WHAT IS BEING ASKED:
Find the line holding "pub type Result<T>" in the entries below. Give it again exactly, along with every line after it up to and including the line holding "- List: non-empty".
(Beginning of THE RECORDS)
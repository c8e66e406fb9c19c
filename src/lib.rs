// Copyright 2026 The rfbsession Authors
//
// Licensed under the Apache License, Version 2.0 (the "License");
// you may not use this file except in compliance with the License.
// You may obtain a copy of the License at
//
//     http://www.apache.org/licenses/LICENSE-2.0
//
// Unless required by applicable law or agreed to in writing, software
// distributed under the License is distributed on an "AS IS" BASIS,
// WITHOUT WARRANTIES OR CONDITIONS OF ANY KIND, either express or implied.
// See the License for the specific language governing permissions and
// limitations under the License.

//! # rfbsession
//!
//! A single-session RFB (Remote Framebuffer / VNC) server engine in pure
//! Rust. The embedder supplies an established bidirectional byte stream
//! and a pixel source; the session conducts the RFB 3.8 handshake
//! (RFC 6143), serves framebuffer updates, and reports input and
//! clipboard events back through a handler trait.
//!
//! ## Features
//!
//! - **RFB 3.8 handshake**: version negotiation, None or VNC
//!   challenge/response security, desktop initialization
//! - **Shadow-cache diffing**: line-granular change detection so
//!   incremental updates carry only what changed
//! - **Raw, CopyRect and DesktopSize encodings**, with the CopyRect
//!   fallback and resize advertisement handled for you
//! - **Rate-capped updates**: a signal-driven scheduler bounds reply
//!   frequency without busy idling
//! - **Transport-agnostic**: any `AsyncRead + AsyncWrite` stream — TCP,
//!   unix sockets, TLS, in-memory pipes
//!
//! ## Quick Start
//!
//! ```no_run
//! use std::sync::Arc;
//! use rfbsession::{
//!     Framebuffer, FramebufferSource, PixelFormat, SessionHandler, SessionOptions, VncSession,
//! };
//!
//! struct Screen(Arc<Framebuffer>);
//!
//! impl FramebufferSource for Screen {
//!     fn capture(&self) -> rfbsession::Result<Arc<Framebuffer>> {
//!         Ok(Arc::clone(&self.0))
//!     }
//! }
//!
//! struct Printer;
//!
//! impl SessionHandler for Printer {
//!     fn key_changed(&self, keysym: u32, pressed: bool) {
//!         println!("key {keysym:#x} pressed={pressed}");
//!     }
//! }
//!
//! # async fn example(stream: tokio::io::DuplexStream) -> rfbsession::Result<()> {
//! let framebuffer = Arc::new(Framebuffer::new(1280, 720, PixelFormat::rgb888(), "demo"));
//! let session = VncSession::new(Arc::new(Printer));
//! session.set_framebuffer_source(Some(Arc::new(Screen(framebuffer))));
//! session.connect(stream, SessionOptions::default())?;
//! # Ok(())
//! # }
//! ```
//!
//! ## Architecture
//!
//! ```text
//! ┌─────────────────────────────────────────┐
//! │            Your Application             │
//! │                                         │
//! │  • Owns the transport and accept loop   │
//! │  • Supplies framebuffers on capture     │
//! │  • Receives input events                │
//! └──────────────────┬──────────────────────┘
//!                    │
//!                    ▼
//! ┌─────────────────────────────────────────┐
//! │           VncSession (public)           │
//! │                                         │
//! │  reader task          scheduler task    │
//! │  • handshake          • rate cap        │
//! │  • dispatch           • capture + diff  │
//! └──────────┬─────────────────┬────────────┘
//!            ▼                 ▼
//!   ┌────────────────┐  ┌────────────────┐
//!   │ Wire codec     │  │ Shadow cache   │
//!   │ (big-endian)   │  │ (line diff)    │
//!   └────────────────┘  └────────────────┘
//! ```

#![warn(missing_docs)]
#![warn(clippy::all)]

pub mod auth;
pub mod cache;
pub mod error;
pub mod framebuffer;
pub mod handler;
pub mod protocol;
pub mod scheduler;
pub mod session;
pub mod translate;
pub mod wire;

// Re-exports
pub use auth::{PasswordChallenge, RandomChallenge, VncPasswordVerifier};
pub use cache::FramebufferCache;
pub use error::{Result, SessionError};
pub use framebuffer::{Framebuffer, FramebufferSource};
pub use handler::SessionHandler;
pub use protocol::{PixelFormat, Rect};
pub use scheduler::UpdateScheduler;
pub use session::{
    AuthenticationMethod, ManualUpdate, SessionOptions, UpdateBatch, UpdateRequest, VncSession,
    DEFAULT_MAX_UPDATE_RATE,
};

/// RFB protocol version served by this crate.
pub const PROTOCOL_VERSION: &str = protocol::PROTOCOL_VERSION;

/// Default VNC port, for embedders that listen on TCP.
pub const DEFAULT_PORT: u16 = 5900;
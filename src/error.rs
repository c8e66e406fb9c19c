// Copyright 2026 The rfbsession Authors
//
// Licensed under the Apache License, Version 2.0 (the "License");
// you may not use this file except in compliance with the License.
// You may obtain a copy of the License at
//
//     http://www.apache.org/licenses/LICENSE-2.0
//
// Unless required by applicable law or agreed to in writing, software
// distributed under the License is distributed on an "AS IS" BASIS,
// WITHOUT WARRANTIES OR CONDITIONS OF ANY KIND, either express or implied.
// See the License for the specific language governing permissions and
// limitations under the License.

//! Error types for the session engine.

use std::io;
use thiserror::Error;

/// Errors raised by a VNC session or its embedder-facing API.
#[derive(Debug, Error)]
pub enum SessionError {
    /// The underlying stream failed or ended unexpectedly.
    #[error("transport failure: {0}")]
    Transport(#[from] io::Error),

    /// The peer sent an ill-formed or unsupported value at a position the
    /// protocol defines.
    #[error("unrecognized protocol element: {0}")]
    UnrecognizedProtocolElement(String),

    /// The intersection of offered and configured security types is empty.
    #[error("no supported authentication methods")]
    NoSupportedAuthenticationMethods,

    /// The embedder rejected the client's credentials.
    #[error("authentication failed")]
    AuthenticationFailed,

    /// A self-consistency check failed (missing framebuffer, impossibly
    /// large count, ...).
    #[error("sanity check failed: {0}")]
    SanityCheck(String),

    /// The embedder misused the session API.
    #[error("invalid argument: {0}")]
    InvalidArgument(String),
}

impl SessionError {
    /// Returns true if the session never produced a usable connection
    /// (handshake-stage failures).
    #[must_use]
    pub fn is_handshake_failure(&self) -> bool {
        matches!(
            self,
            Self::NoSupportedAuthenticationMethods | Self::AuthenticationFailed
        )
    }
}

/// Result alias used throughout the crate.
pub type Result<T> = std::result::Result<T, SessionError>;
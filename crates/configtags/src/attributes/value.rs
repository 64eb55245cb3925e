//! Resolved attribute values.
//!
//! Raw attributes are always strings. What a read returns depends on whether a
//! parser is registered for the attribute: without one the raw string comes back
//! untouched as [`AttrValue::Text`]; with one, whatever the parser produced.

use serde::{Deserialize, Serialize};

/// Runtime representation of a resolved attribute value.
#[derive(Debug, Clone, PartialEq, Serialize, Deserialize)]
#[serde(untagged)]
pub enum AttrValue {
    /// Simple boolean (e.g. `visible="yes"` after a boolean parser)
    Bool(bool),

    /// Whole number (e.g. `width="10"` after an integer parser)
    Int(i64),

    /// Floating point number (e.g. `opacity="0.5"`)
    Float(f64),

    /// Unparsed or string-valued attribute, exactly as written
    Text(String),

    /// List of strings (e.g. `classes="a, b"` after a list parser)
    List(Vec<String>),
}

impl AttrValue {
    pub fn text(value: impl Into<String>) -> Self {
        AttrValue::Text(value.into())
    }

    /// Check if this value represents a "truthy" state.
    ///
    /// - Bool: the boolean value itself
    /// - Int / Float: non-zero
    /// - Text: non-empty
    /// - List: non-empty
    pub fn is_truthy(&self) -> bool {
        match self {
            AttrValue::Bool(v) => *v,
            AttrValue::Int(v) => *v != 0,
            AttrValue::Float(v) => *v != 0.0,
            AttrValue::Text(v) => !v.is_empty(),
            AttrValue::List(v) => !v.is_empty(),
        }
    }

    pub fn as_str(&self) -> Option<&str> {
        match self {
            AttrValue::Text(s) => Some(s),
            _ => None,
        }
    }

    pub fn as_bool(&self) -> Option<bool> {
        match self {
            AttrValue::Bool(v) => Some(*v),
            _ => None,
        }
    }

    pub fn as_int(&self) -> Option<i64> {
        match self {
            AttrValue::Int(v) => Some(*v),
            _ => None,
        }
    }

    /// Get the number as `f64`; integers are widened.
    pub fn as_float(&self) -> Option<f64> {
        match self {
            AttrValue::Float(v) => Some(*v),
            AttrValue::Int(v) => Some(*v as f64),
            _ => None,
        }
    }

    pub fn as_list(&self) -> Option<&[String]> {
        match self {
            AttrValue::List(v) => Some(v),
            _ => None,
        }
    }
}

impl From<&str> for AttrValue {
    fn from(value: &str) -> Self {
        AttrValue::Text(value.to_string())
    }
}

impl From<String> for AttrValue {
    fn from(value: String) -> Self {
        AttrValue::Text(value)
    }
}

impl From<bool> for AttrValue {
    fn from(value: bool) -> Self {
        AttrValue::Bool(value)
    }
}

impl From<i64> for AttrValue {
    fn from(value: i64) -> Self {
        AttrValue::Int(value)
    }
}

impl From<f64> for AttrValue {
    fn from(value: f64) -> Self {
        AttrValue::Float(value)
    }
}

impl From<Vec<String>> for AttrValue {
    fn from(value: Vec<String>) -> Self {
        AttrValue::List(value)
    }
}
(End of THE RECORDS)
ANSWER FOR THE TASK:
pub type Result<T> = std::result::Result<T, SessionError>;
filename crates/configtags/src/attributes/value.rs
repository 64eb55245cb3925e
//! Resolved attribute values.
//!
//! Raw attributes are always strings. What a read returns depends on whether a
//! parser is registered for the attribute: without one the raw string comes back
//! untouched as [`AttrValue::Text`]; with one, whatever the parser produced.

use serde::{Deserialize, Serialize};

/// Runtime representation of a resolved attribute value.
#[derive(Debug, Clone, PartialEq, Serialize, Deserialize)]
#[serde(untagged)]
pub enum AttrValue {
    /// Simple boolean (e.g. `visible="yes"` after a boolean parser)
    Bool(bool),

    /// Whole number (e.g. `width="10"` after an integer parser)
    Int(i64),

    /// Floating point number (e.g. `opacity="0.5"`)
    Float(f64),

    /// Unparsed or string-valued attribute, exactly as written
    Text(String),

    /// List of strings (e.g. `classes="a, b"` after a list parser)
    List(Vec<String>),
}

impl AttrValue {
    pub fn text(value: impl Into<String>) -> Self {
        AttrValue::Text(value.into())
    }

    /// Check if this value represents a "truthy" state.
    ///
    /// - Bool: the boolean value itself
    /// - Int / Float: non-zero
    /// - Text: non-empty
    /// - List: non-empty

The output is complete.